START Data extract

// Copyright (C) 2026 Michael Wilson <mike@mdwn.dev>
//
// This program is free software: you can redistribute it and/or modify it under
// the terms of the GNU General Public License as published by the Free Software
// Foundation, version 3.
//
// This program is distributed in the hope that it will be useful, but WITHOUT
// ANY WARRANTY; without even the implied warranty of MERCHANTABILITY or FITNESS
// FOR A PARTICULAR PURPOSE. See the GNU General Public License for more details.
//
// You should have received a copy of the GNU General Public License along with
// this program. If not, see <https://www.gnu.org/licenses/>.
//
use std::{fmt, sync::Arc};

use crate::config::PlayMode;
use crate::samples::Sample;

use super::transition::Ramp;

/// Identifies one slot of a voice pool. The index doubles as the hardware
/// channel number.
#[derive(Debug, Clone, Copy, PartialEq, Eq, Hash, PartialOrd, Ord)]
pub struct VoiceId(usize);

impl VoiceId {
    pub fn new(index: usize) -> VoiceId {
        VoiceId(index)
    }

    pub fn index(self) -> usize {
        self.0
    }
}

impl fmt::Display for VoiceId {
    fn fmt(&self, f: &mut fmt::Formatter<'_>) -> fmt::Result {
        write!(f, "voice {}", self.0)
    }
}

/// Where a voice is in its lifecycle.
#[derive(Debug, Clone, Copy, PartialEq, Eq)]
pub enum VoiceStatus {
    /// The slot is free.
    Idle,
    /// Allocated, not playing.
    Stopped,
    /// Allocated and playing. Looping voices stay here until stopped.
    Playing,
}

/// Converts a 0..=255 volume to the normalized form.
pub(crate) fn volume_from_byte(volume: u8) -> f32 {
    volume as f32 / 255.0
}

pub(crate) fn volume_to_byte(volume: f32) -> u8 {
    (volume * 255.0).round().clamp(0.0, 255.0) as u8
}

/// Converts a 0..=255 pan (128 is center) to `-1.0..=1.0`.
pub(crate) fn pan_from_byte(pan: u8) -> f32 {
    (pan as f32 / 128.0 - 1.0).clamp(-1.0, 1.0)
}

pub(crate) fn pan_to_byte(pan: f32) -> u8 {
    ((pan + 1.0) * 128.0).round().clamp(0.0, 255.0) as u8
}

/// Mutable state of one voice slot.
#[derive(Debug, Clone)]
pub(crate) struct Voice {
    pub(crate) playing: bool,
    /// Playback position in frames. Bookkeeping only.
    pub(crate) position: usize,
    /// Playback rate in Hz.
    pub(crate) rate: u32,
    /// `0.0..=1.0`
    pub(crate) volume: f32,
    /// `-1.0..=1.0`, negative is left.
    pub(crate) pan: f32,
    pub(crate) mode: PlayMode,
    pub(crate) sample: Option<Arc<Sample>>,
    /// Pending frequency sweep.
    pub(crate) sweep: Option<Ramp>,
    /// Pending volume ramp.
    pub(crate) ramp: Option<Ramp>,
}

impl Voice {
    pub(crate) fn new(mode: PlayMode) -> Voice {
        Voice {
            playing: false,
            position: 0,
            rate: 0,
            volume: 1.0,
            pan: 0.0,
            mode,
            sample: None,
            sweep: None,
            ramp: None,
        }
    }

    /// Binds a sample and resets the playback fields. Volume and pan carry over
    /// from the previous owner of the slot.
    pub(crate) fn assign(&mut self, sample: Arc<Sample>, mode: PlayMode) {
        self.playing = false;
        self.position = 0;
        self.rate = sample.frequency();
        self.mode = mode;
        self.sweep = None;
        self.ramp = None;
        self.sample = Some(sample);
    }

    /// The sample, if it has data the hardware can play.
    pub(crate) fn playable_sample(&self) -> Option<&Arc<Sample>> {
        self.sample.as_ref().filter(|sample| sample.has_data())
    }

    pub(crate) fn is_looping(&self) -> bool {
        self.mode == PlayMode::Loop
    }
}

#[cfg(test)]
mod tests {
    use super::*;
    use crate::samples::Channels;

    #[test]
    fn test_volume_conversion() {
        assert_eq!(volume_from_byte(0), 0.0);
        assert_eq!(volume_from_byte(255), 1.0);
        for volume in 0..=255u8 {
            assert_eq!(volume_to_byte(volume_from_byte(volume)), volume);
        }
    }

    #[test]
    fn test_pan_conversion() {
        assert_eq!(pan_from_byte(0), -1.0);
        assert_eq!(pan_from_byte(128), 0.0);
        assert_eq!(pan_from_byte(255), 127.0 / 128.0);
        for pan in 0..=255u8 {
            assert_eq!(pan_to_byte(pan_from_byte(pan)), pan);
        }
    }

    #[test]
    fn test_assign_resets_playback_fields() {
        let mut voice = Voice::new(PlayMode::Loop);
        voice.playing = true;
        voice.position = 40;
        voice.volume = 0.5;
        voice.pan = -0.5;

        let sample = Arc::new(Sample::from_i16(Channels::Mono, 11025, &[1, 2]).unwrap());
        voice.assign(sample, PlayMode::Play);

        assert!(!voice.playing);
        assert_eq!(voice.position, 0);
        assert_eq!(voice.rate, 11025);
        assert_eq!(voice.mode, PlayMode::Play);
        assert_eq!(voice.volume, 0.5);
        assert_eq!(voice.pan, -0.5);
        assert!(voice.playable_sample().is_some());
    }

    #[test]
    fn test_empty_sample_is_not_playable() {
        let mut voice = Voice::new(PlayMode::Loop);
        assert!(voice.playable_sample().is_none());

        let sample = Arc::new(Sample::from_i16(Channels::Mono, 8000, &[]).unwrap());
        voice.assign(sample, PlayMode::Loop);
        assert!(voice.playable_sample().is_none());
    }

    #[test]
    fn test_display() {
        assert_eq!(VoiceId::new(7).to_string(), "voice 7");
    }
}
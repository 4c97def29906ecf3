// Copyright (C) 2026 Michael Wilson <mike@mdwn.dev>
//
// This program is free software: you can redistribute it and/or modify it under
// the terms of the GNU General Public License as published by the Free Software
// Foundation, version 3.
//
// This program is distributed in the hope that it will be useful, but WITHOUT
// ANY WARRANTY; without even the implied warranty of MERCHANTABILITY or FITNESS
// FOR A PARTICULAR PURPOSE. See the GNU General Public License for more details.
//
// You should have received a copy of the GNU General Public License along with
// this program. If not, see <https://www.gnu.org/licenses/>.
//

/// Errors raised while loading or validating the runtime configuration.
#[derive(Debug, thiserror::Error)]
pub enum ConfigError {
    #[error("Config load/parse error: {0}")]
    Load(#[from] config::ConfigError),

    #[error("Invalid duration {0:?}: {1}")]
    Duration(String, String),

    #[error("Voice capacity must be between 1 and {max} (got {got})")]
    Capacity { got: usize, max: usize },
}
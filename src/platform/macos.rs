//! macOS display service using CoreGraphics.

use std::mem;
use std::ptr;

use log::{debug, trace, warn};
use objc2_core_foundation::{CFArray, CFRetained};
use objc2_core_graphics::{
    CGBeginDisplayConfiguration, CGCancelDisplayConfiguration, CGCompleteDisplayConfiguration,
    CGConfigureDisplayWithDisplayMode, CGConfigureOption, CGDirectDisplayID, CGDisplayConfigRef,
    CGDisplayCopyAllDisplayModes, CGDisplayCopyDisplayMode, CGDisplayMode, CGError,
    CGGetActiveDisplayList, CGMainDisplayID,
};

use crate::{
    ConfigStep, Display, DisplayMode, DisplayModeError, DisplayResult, DisplayService, ModeCatalog,
};

/// Displays managed by the CoreGraphics display-configuration service
#[derive(Debug, Default)]
pub struct SystemDisplays;

impl SystemDisplays {
    pub fn new() -> Self {
        Self
    }
}

fn to_display_mode(mode: &CGDisplayMode) -> DisplayMode {
    DisplayMode::new(
        CGDisplayMode::width(Some(mode)) as u32,
        CGDisplayMode::height(Some(mode)) as u32,
        CGDisplayMode::refresh_rate(Some(mode)),
        CGDisplayMode::is_usable_for_desktop_gui(Some(mode)),
    )
    .with_detail(CGDisplayMode::io_display_mode_id(Some(mode)) as i64)
}

/// Borrows the modes stored in an array returned by `CGDisplayCopyAllDisplayModes`
fn mode_refs<'a>(modes: &'a CFArray) -> impl Iterator<Item = &'a CGDisplayMode> + 'a {
    (0..modes.count()).map(move |index| {
        // SAFETY: index is in bounds, the array holds CGDisplayMode values and is never mutated
        unsafe { &*modes.value_at_index(index).cast::<CGDisplayMode>() }
    })
}

fn copy_all_modes(display: &Display<CGDirectDisplayID>) -> DisplayResult<CFRetained<CFArray>> {
    unsafe { CGDisplayCopyAllDisplayModes(display.id, None) }.ok_or(DisplayModeError::ModeQuery {
        index: display.index,
        code: CGError::Failure.0,
    })
}

fn check(status: CGError, step: ConfigStep) -> DisplayResult {
    if status == CGError::Success {
        Ok(())
    } else {
        Err(DisplayModeError::Configuration { step, code: status.0 })
    }
}

/// A pending display configuration. Cancelled on drop unless committed.
struct Transaction {
    config: CGDisplayConfigRef,
}

impl Transaction {
    fn begin() -> DisplayResult<Self> {
        let mut config: CGDisplayConfigRef = ptr::null_mut();
        check(unsafe { CGBeginDisplayConfiguration(&mut config) }, ConfigStep::Begin)?;
        Ok(Self { config })
    }

    fn set_mode(&self, display: CGDirectDisplayID, mode: &CGDisplayMode) -> DisplayResult {
        check(
            unsafe { CGConfigureDisplayWithDisplayMode(self.config, display, Some(mode), None) },
            ConfigStep::Apply,
        )
    }

    /// Completes the configuration so it persists across logins
    fn commit_permanently(self) -> DisplayResult {
        let config = self.config;
        // CGCompleteDisplayConfiguration releases the configuration, success or not
        mem::forget(self);
        check(
            unsafe { CGCompleteDisplayConfiguration(config, CGConfigureOption::Permanently) },
            ConfigStep::Commit,
        )
    }
}

impl Drop for Transaction {
    fn drop(&mut self) {
        let status = unsafe { CGCancelDisplayConfiguration(self.config) };
        if status != CGError::Success {
            warn!("CGCancelDisplayConfiguration failed: {:?}", status);
        }
    }
}

impl DisplayService for SystemDisplays {
    type DisplayId = CGDirectDisplayID;

    fn main_display(&self) -> DisplayResult<CGDirectDisplayID> {
        Ok(CGMainDisplayID())
    }

    fn active_displays(&self) -> DisplayResult<Vec<CGDirectDisplayID>> {
        let mut max_displays = 8usize;
        loop {
            let mut displays = vec![0; max_displays];
            let mut count: u32 = 0;
            let status = unsafe {
                CGGetActiveDisplayList(max_displays as u32, displays.as_mut_ptr(), &mut count)
            };
            if status != CGError::Success {
                return Err(DisplayModeError::Enumeration { code: status.0 });
            }

            // The list was cut short if the buffer filled up; ask again with more room
            if (count as usize) < max_displays {
                displays.truncate(count as usize);
                return Ok(displays);
            }

            max_displays *= 2;
        }
    }

    fn display_modes(&self, display: &Display<CGDirectDisplayID>) -> DisplayResult<ModeCatalog> {
        let current = CGDisplayCopyDisplayMode(display.id).ok_or(DisplayModeError::ModeQuery {
            index: display.index,
            code: CGError::Failure.0,
        })?;
        let modes = copy_all_modes(display)?;

        let modes: Vec<DisplayMode> = mode_refs(&modes).map(to_display_mode).collect();
        trace!("Display {} modes: {:?}", display.id, modes);

        Ok(ModeCatalog::new(modes, to_display_mode(&current)))
    }

    fn configure(
        &mut self,
        display: &Display<CGDirectDisplayID>,
        mode: &DisplayMode,
    ) -> DisplayResult {
        let modes = copy_all_modes(display)?;
        let native = mode_refs(&modes)
            .find(|native| to_display_mode(native) == *mode)
            .ok_or(DisplayModeError::Configuration {
                step: ConfigStep::Apply,
                code: CGError::IllegalArgument.0,
            })?;

        debug!("Configuring display {} with {}", display.id, mode);
        let transaction = Transaction::begin()?;
        transaction.set_mode(display.id, native)?;
        transaction.commit_permanently()
    }

    fn range_check_code(&self) -> i32 {
        CGError::RangeCheck.0
    }
}
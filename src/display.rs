use std::fmt;

use log::{debug, info, trace, warn};

use crate::{DisplayMode, DisplayModeError, DisplayResult, TargetSpec};

/// The OS display-configuration service.
///
/// Implementations live in [`crate::platform`]. Every handle an implementation obtains from the OS
/// must be released before the call returns, on success and on error.
pub trait DisplayService {
    /// Opaque identifier the OS assigns to a display
    type DisplayId: Clone + PartialEq + fmt::Debug;

    /// The OS primary display
    fn main_display(&self) -> DisplayResult<Self::DisplayId>;

    /// All currently active displays, in the order the OS reports them
    fn active_displays(&self) -> DisplayResult<Vec<Self::DisplayId>>;

    /// Supported modes and the current mode of a display
    fn display_modes(&self, display: &Display<Self::DisplayId>) -> DisplayResult<ModeCatalog>;

    /// Switches `display` to `mode` in a single transaction persisted across logins.
    ///
    /// Either the whole change is committed or nothing is.
    fn configure(
        &mut self,
        display: &Display<Self::DisplayId>,
        mode: &DisplayMode,
    ) -> DisplayResult;

    /// Exit code reported when a display index is out of range
    fn range_check_code(&self) -> i32 {
        1
    }
}

/// An active display, addressed by its position in the enumeration
#[derive(Debug, Clone, PartialEq, Eq)]
pub struct Display<Id> {
    pub index: usize,
    pub id: Id,
}

impl<Id> Display<Id> {
    /// Index 0 is always the main display
    pub fn is_main(&self) -> bool {
        self.index == 0
    }
}

/// Returns the active displays, the main display first.
pub fn active_displays<S: DisplayService>(
    service: &S,
) -> DisplayResult<Vec<Display<S::DisplayId>>> {
    let mut ids = service.active_displays()?;
    let main = service.main_display()?;

    match ids.iter().position(|id| *id == main) {
        Some(0) => {}
        Some(position) => {
            let main = ids.remove(position);
            ids.insert(0, main);
        }
        None => warn!("Main display {:?} is not among the active displays", main),
    }

    debug!("Found {} active display(s): {:?}", ids.len(), ids);

    Ok(ids
        .into_iter()
        .enumerate()
        .map(|(index, id)| Display { index, id })
        .collect())
}

/// Resolves a display index to the display currently at that position.
pub fn resolve_display<S: DisplayService>(
    service: &S,
    index: usize,
) -> DisplayResult<Display<S::DisplayId>> {
    let mut displays = active_displays(service)?;
    let count = displays.len();

    if index >= count {
        return Err(DisplayModeError::DisplayOutOfRange {
            index,
            count,
            code: service.range_check_code(),
        });
    }

    Ok(displays.swap_remove(index))
}

/// Every mode the OS reports for a display, plus the one currently active
#[derive(Debug, Clone, PartialEq)]
pub struct ModeCatalog {
    pub modes: Vec<DisplayMode>,
    pub current: DisplayMode,
}

/// One printed line of a catalog
#[derive(Debug, Copy, Clone, PartialEq)]
pub struct ModeRow {
    pub mode: DisplayMode,
    pub current: bool,
}

impl ModeCatalog {
    pub fn new(modes: Vec<DisplayMode>, current: DisplayMode) -> Self {
        Self { modes, current }
    }

    /// Position of the first supported mode equal to the current mode
    pub fn current_position(&self) -> Option<usize> {
        self.modes.iter().position(|mode| *mode == self.current)
    }

    /// The catalog as printed: each supported mode in order, with exactly one row marked current.
    ///
    /// The OS does not always list the current mode among the supported ones. In that case it is
    /// appended as an extra row.
    pub fn rows(&self) -> Vec<ModeRow> {
        let current = self.current_position();
        let mut rows: Vec<ModeRow> = self
            .modes
            .iter()
            .enumerate()
            .map(|(position, mode)| ModeRow {
                mode: *mode,
                current: Some(position) == current,
            })
            .collect();

        if current.is_none() {
            warn!("Current mode {} is missing from the supported modes", self.current);
            rows.push(ModeRow {
                mode: self.current,
                current: true,
            });
        }

        rows
    }

    /// The first mode, in catalog order, accepted by `target`
    pub fn select(&self, target: &TargetSpec) -> Option<&DisplayMode> {
        select_mode(&self.modes, target)
    }
}

/// Returns the first mode with exactly the target resolution and a refresh rate within tolerance.
///
/// Never substitutes a closest match.
pub fn select_mode<'a>(modes: &'a [DisplayMode], target: &TargetSpec) -> Option<&'a DisplayMode> {
    let selected = modes.iter().find(|mode| target.accepts(mode));
    trace!("Selected {:?} for {}", selected, target);
    selected
}

/// Lists every active display together with its modes.
pub fn display_catalogs<S: DisplayService>(
    service: &S,
) -> DisplayResult<Vec<(Display<S::DisplayId>, ModeCatalog)>> {
    active_displays(service)?
        .into_iter()
        .map(|display| -> DisplayResult<_> {
            let catalog = service.display_modes(&display)?;
            debug!(
                "Display {} ({:?}) reports {} mode(s)",
                display.index,
                display.id,
                catalog.modes.len()
            );
            Ok((display, catalog))
        })
        .collect()
}

/// Outcome of a mode change
#[derive(Debug, Copy, Clone, PartialEq)]
pub struct ModeChange {
    pub display: usize,
    /// The mode active before the change
    pub previous: DisplayMode,
    /// The mode that was (or, for a dry run, would be) applied
    pub applied: DisplayMode,
    pub dry_run: bool,
}

/// Changes the resolution of the target display.
///
/// Nothing is sent to the OS when the display does not exist or no mode matches. With `dry_run`
/// the mode is selected and reported but never applied.
pub fn change_mode<S: DisplayService>(
    service: &mut S,
    target: &TargetSpec,
    dry_run: bool,
) -> DisplayResult<ModeChange> {
    let display = resolve_display(service, target.display)?;
    let catalog = service.display_modes(&display)?;

    let mode = *catalog
        .select(target)
        .ok_or(DisplayModeError::NoMatchingMode(*target))?;
    let previous = catalog.current;

    if dry_run {
        info!("Dry run, not applying {} to display {}", mode, display.index);
    } else {
        service.configure(&display, &mode)?;
        info!("Display {} changed from {} to {}", display.index, previous, mode);
    }

    Ok(ModeChange {
        display: display.index,
        previous,
        applied: mode,
        dry_run,
    })
}

#[cfg(test)]
mod tests {
    use super::*;
    use crate::testing::FakeDisplays;
    use crate::ConfigStep;

    fn laptop_catalog() -> ModeCatalog {
        let current = DisplayMode::new(2560, 1600, 60.0, true);
        ModeCatalog::new(
            vec![
                current,
                DisplayMode::new(1280, 800, 60.0, true),
                DisplayMode::new(640, 480, 60.0, false),
            ],
            current,
        )
    }

    #[test]
    fn test_rows_mark_current_once() {
        let rows = laptop_catalog().rows();
        assert_eq!(rows.len(), 3);
        assert_eq!(rows.iter().filter(|row| row.current).count(), 1);
        assert!(rows[0].current);
    }

    #[test]
    fn test_rows_mark_only_first_duplicate() {
        let current = DisplayMode::new(1920, 1080, 60.0, true);
        let catalog = ModeCatalog::new(vec![current, current], current);
        let rows = catalog.rows();
        assert_eq!(rows.len(), 2);
        assert!(rows[0].current);
        assert!(!rows[1].current);
    }

    #[test]
    fn test_rows_append_missing_current() {
        let current = DisplayMode::new(1440, 900, 59.88, true);
        let mut catalog = laptop_catalog();
        catalog.current = current;

        let rows = catalog.rows();
        assert_eq!(rows.len(), 4);
        assert_eq!(rows.iter().filter(|row| row.current).count(), 1);
        assert_eq!(rows[3], ModeRow { mode: current, current: true });
    }

    #[test]
    fn test_current_requires_full_equality() {
        let catalog = ModeCatalog::new(
            vec![DisplayMode::new(1280, 800, 60.0, true)],
            DisplayMode::new(1280, 800, 59.0, true),
        );
        assert_eq!(catalog.current_position(), None);
        assert_eq!(catalog.rows().len(), 2);
    }

    #[test]
    fn test_select_every_listed_resolution() {
        let catalog = laptop_catalog();
        for mode in &catalog.modes {
            let target = TargetSpec::new(mode.width(), mode.height());
            let selected = catalog.select(&target).unwrap();
            assert_eq!(selected.resolution, mode.resolution);
        }
    }

    #[test]
    fn test_select_first_match_wins() {
        let first = DisplayMode::new(1920, 1080, 60.0, true).with_detail(32);
        let second = DisplayMode::new(1920, 1080, 60.0, true).with_detail(16);
        let modes = [first, second];
        assert_eq!(select_mode(&modes, &TargetSpec::new(1920, 1080)), Some(&first));
    }

    #[test]
    fn test_select_refresh_rate() {
        let modes = [
            DisplayMode::new(1920, 1080, 60.0, true),
            DisplayMode::new(1920, 1080, 59.94, true),
            DisplayMode::new(1920, 1080, 144.0, true),
        ];

        let target = TargetSpec::new(1920, 1080).with_refresh_rate(59.94);
        assert_eq!(select_mode(&modes, &target), Some(&modes[1]));

        let target = TargetSpec::new(1920, 1080).with_refresh_rate(144.004);
        assert_eq!(select_mode(&modes, &target), Some(&modes[2]));

        let target = TargetSpec::new(1920, 1080).with_refresh_rate(145.0);
        assert_eq!(select_mode(&modes, &target), None);

        let target = TargetSpec::new(1920, 1200);
        assert_eq!(select_mode(&modes, &target), None);
    }

    #[test]
    fn test_main_display_first() {
        let fake = FakeDisplays::new(7)
            .with_display(3, laptop_catalog())
            .with_display(7, laptop_catalog())
            .with_display(5, laptop_catalog());

        let displays = active_displays(&fake).unwrap();
        let ids: Vec<u32> = displays.iter().map(|display| display.id).collect();
        assert_eq!(ids, vec![7, 3, 5]);
        assert!(displays[0].is_main());
        assert_eq!(resolve_display(&fake, 0).unwrap().id, 7);
        assert_eq!(resolve_display(&fake, 2).unwrap().id, 5);
    }

    #[test]
    fn test_resolve_out_of_range() {
        let fake = FakeDisplays::new(1).with_display(1, laptop_catalog());
        let err = resolve_display(&fake, 1).unwrap_err();
        assert!(matches!(
            err,
            DisplayModeError::DisplayOutOfRange { index: 1, count: 1, .. }
        ));
    }

    #[test]
    fn test_enumeration_failure() {
        let fake = FakeDisplays::new(1)
            .with_display(1, laptop_catalog())
            .failing_enumeration(1001);
        let err = active_displays(&fake).unwrap_err();
        assert!(matches!(err, DisplayModeError::Enumeration { code: 1001 }));
        assert_eq!(err.exit_code(), 1001);
    }

    #[test]
    fn test_change_mode() {
        let mut fake = FakeDisplays::new(1).with_display(1, laptop_catalog());
        let change = change_mode(&mut fake, &TargetSpec::new(1280, 800), false).unwrap();

        assert_eq!(change.display, 0);
        assert_eq!(change.previous, DisplayMode::new(2560, 1600, 60.0, true));
        assert_eq!(change.applied, DisplayMode::new(1280, 800, 60.0, true));
        assert_eq!(fake.configured, vec![(1, change.applied)]);
    }

    #[test]
    fn test_change_mode_on_secondary_display() {
        let external = ModeCatalog::new(
            vec![
                DisplayMode::new(3840, 2160, 60.0, true),
                DisplayMode::new(1920, 1080, 60.0, true),
            ],
            DisplayMode::new(3840, 2160, 60.0, true),
        );
        let mut fake = FakeDisplays::new(1)
            .with_display(1, laptop_catalog())
            .with_display(2, external);

        let target = TargetSpec::new(1920, 1080).on_display(1);
        let change = change_mode(&mut fake, &target, false).unwrap();
        assert_eq!(change.display, 1);
        assert_eq!(fake.configured.len(), 1);
        assert_eq!(fake.configured[0].0, 2);
    }

    #[test]
    fn test_change_mode_without_match_does_not_configure() {
        let mut fake = FakeDisplays::new(1).with_display(1, laptop_catalog());
        let err = change_mode(&mut fake, &TargetSpec::new(1920, 1080), false).unwrap_err();
        assert!(matches!(err, DisplayModeError::NoMatchingMode(_)));
        assert!(fake.configured.is_empty());
    }

    #[test]
    fn test_change_mode_out_of_range_does_not_configure() {
        let mut fake = FakeDisplays::new(1).with_display(1, laptop_catalog());
        let target = TargetSpec::new(1280, 800).on_display(1);
        let err = change_mode(&mut fake, &target, false).unwrap_err();
        assert!(matches!(err, DisplayModeError::DisplayOutOfRange { .. }));
        assert!(fake.configured.is_empty());
    }

    #[test]
    fn test_change_mode_dry_run() {
        let mut fake = FakeDisplays::new(1).with_display(1, laptop_catalog());
        let change = change_mode(&mut fake, &TargetSpec::new(1280, 800), true).unwrap();
        assert!(change.dry_run);
        assert!(fake.configured.is_empty());
    }

    #[test]
    fn test_change_mode_configuration_failure() {
        let mut fake = FakeDisplays::new(1)
            .with_display(1, laptop_catalog())
            .failing_configuration(ConfigStep::Commit, 1004);
        let err = change_mode(&mut fake, &TargetSpec::new(1280, 800), false).unwrap_err();
        assert!(matches!(
            err,
            DisplayModeError::Configuration {
                step: ConfigStep::Commit,
                code: 1004
            }
        ));
        assert_eq!(err.exit_code(), 1004);
        assert!(fake.configured.is_empty());
    }
}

END Data extract

Working through the records above, copy each line in which "height" is found.

        CGDisplayMode::height(Some(mode)) as u32,
            let target = TargetSpec::new(mode.width(), mode.height());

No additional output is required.